Your goal
Which lines below contain "never"? Pull them out.

────────

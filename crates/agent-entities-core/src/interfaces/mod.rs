// crates/agent-entities-core/src/interfaces/mod.rs
// ============================================================================
// Module: Agent Entities Interfaces
// Description: Backend-agnostic interface to the remote entity type API.
// Purpose: Define the contract surface used by the management runtime.
// Dependencies: crate::core, thiserror
// ============================================================================

//! ## Overview
//! [`EntityTypesApi`] is the seam between the management runtime and a
//! concrete backend (HTTP or in-memory). Implementations report remote
//! failures as [`ApiError`] and never retry on their own.

// ============================================================================
// SECTION: Imports
// ============================================================================

use thiserror::Error;

use crate::core::AgentName;
use crate::core::Entity;
use crate::core::EntityType;
use crate::core::EntityTypeName;

// ============================================================================
// SECTION: Errors
// ============================================================================

/// Remote API failures.
///
/// # Invariants
/// - Variants are stable for programmatic handling.
/// - Messages never contain credentials.
#[derive(Debug, Clone, PartialEq, Eq, Error)]
pub enum ApiError {
    /// Requested resource does not exist.
    #[error("not found: {0}")]
    NotFound(String),
    /// Caller lacks permission for the resource.
    #[error("permission denied: {0}")]
    PermissionDenied(String),
    /// Caller is not authenticated.
    #[error("unauthenticated: {0}")]
    Unauthenticated(String),
    /// Request was rejected as malformed.
    #[error("invalid argument: {0}")]
    InvalidArgument(String),
    /// Resource already exists.
    #[error("already exists: {0}")]
    AlreadyExists(String),
    /// Any other non-success status reported by the service.
    #[error("api status {code} ({status}): {message}")]
    Status {
        /// HTTP status code.
        code: u16,
        /// Canonical status label.
        status: String,
        /// Service-provided message.
        message: String,
    },
    /// Request could not be delivered or the response could not be read.
    #[error("transport error: {0}")]
    Transport(String),
    /// Response did not match the expected shape or limits.
    #[error("protocol error: {0}")]
    Protocol(String),
    /// Long-running operation finished with an error.
    #[error("operation failed: {0}")]
    OperationFailed(String),
    /// Long-running operation did not finish within the poll budget.
    #[error("operation timed out: {0}")]
    OperationTimeout(String),
}

impl ApiError {
    /// Returns a stable label for the error kind (used in audit events).
    #[must_use]
    pub const fn kind(&self) -> &'static str {
        match self {
            Self::NotFound(_) => "not_found",
            Self::PermissionDenied(_) => "permission_denied",
            Self::Unauthenticated(_) => "unauthenticated",
            Self::InvalidArgument(_) => "invalid_argument",
            Self::AlreadyExists(_) => "already_exists",
            Self::Status {
                ..
            } => "status",
            Self::Transport(_) => "transport",
            Self::Protocol(_) => "protocol",
            Self::OperationFailed(_) => "operation_failed",
            Self::OperationTimeout(_) => "operation_timeout",
        }
    }
}

// ============================================================================
// SECTION: Entity Types API
// ============================================================================

/// Remote entity type management surface.
///
/// Calls are blocking and complete before returning; batch entity calls
/// return only after the backend has applied them.
pub trait EntityTypesApi {
    /// Lists every entity type under the agent, following pagination.
    ///
    /// # Errors
    ///
    /// Returns [`ApiError`] when the listing fails.
    fn list_entity_types(&self, agent: &AgentName) -> Result<Vec<EntityType>, ApiError>;

    /// Fetches one entity type, including its entities.
    ///
    /// # Errors
    ///
    /// Returns [`ApiError::NotFound`] when the type does not exist.
    fn get_entity_type(&self, name: &EntityTypeName) -> Result<EntityType, ApiError>;

    /// Creates an entity type and returns it with its assigned name.
    ///
    /// # Errors
    ///
    /// Returns [`ApiError`] when the service rejects the type.
    fn create_entity_type(
        &self,
        agent: &AgentName,
        entity_type: &EntityType,
    ) -> Result<EntityType, ApiError>;

    /// Deletes an entity type.
    ///
    /// # Errors
    ///
    /// Returns [`ApiError::NotFound`] when the type does not exist.
    fn delete_entity_type(&self, name: &EntityTypeName) -> Result<(), ApiError>;

    /// Creates or updates entities under an entity type.
    ///
    /// # Errors
    ///
    /// Returns [`ApiError`] when the batch is rejected or does not complete.
    fn batch_create_entities(
        &self,
        name: &EntityTypeName,
        entities: &[Entity],
    ) -> Result<(), ApiError>;

    /// Deletes entities by exact value.
    ///
    /// # Errors
    ///
    /// Returns [`ApiError`] when the batch is rejected or does not complete.
    fn batch_delete_entities(
        &self,
        name: &EntityTypeName,
        values: &[String],
    ) -> Result<(), ApiError>;
}

impl<T: EntityTypesApi + ?Sized> EntityTypesApi for &T {
    fn list_entity_types(&self, agent: &AgentName) -> Result<Vec<EntityType>, ApiError> {
        (**self).list_entity_types(agent)
    }

    fn get_entity_type(&self, name: &EntityTypeName) -> Result<EntityType, ApiError> {
        (**self).get_entity_type(name)
    }

    fn create_entity_type(
        &self,
        agent: &AgentName,
        entity_type: &EntityType,
    ) -> Result<EntityType, ApiError> {
        (**self).create_entity_type(agent, entity_type)
    }

    fn delete_entity_type(&self, name: &EntityTypeName) -> Result<(), ApiError> {
        (**self).delete_entity_type(name)
    }

    fn batch_create_entities(
        &self,
        name: &EntityTypeName,
        entities: &[Entity],
    ) -> Result<(), ApiError> {
        (**self).batch_create_entities(name, entities)
    }

    fn batch_delete_entities(
        &self,
        name: &EntityTypeName,
        values: &[String],
    ) -> Result<(), ApiError> {
        (**self).batch_delete_entities(name, values)
    }
}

────────

Reply
//! failures as [`ApiError`] and never retry on their own.
/// - Messages never contain credentials.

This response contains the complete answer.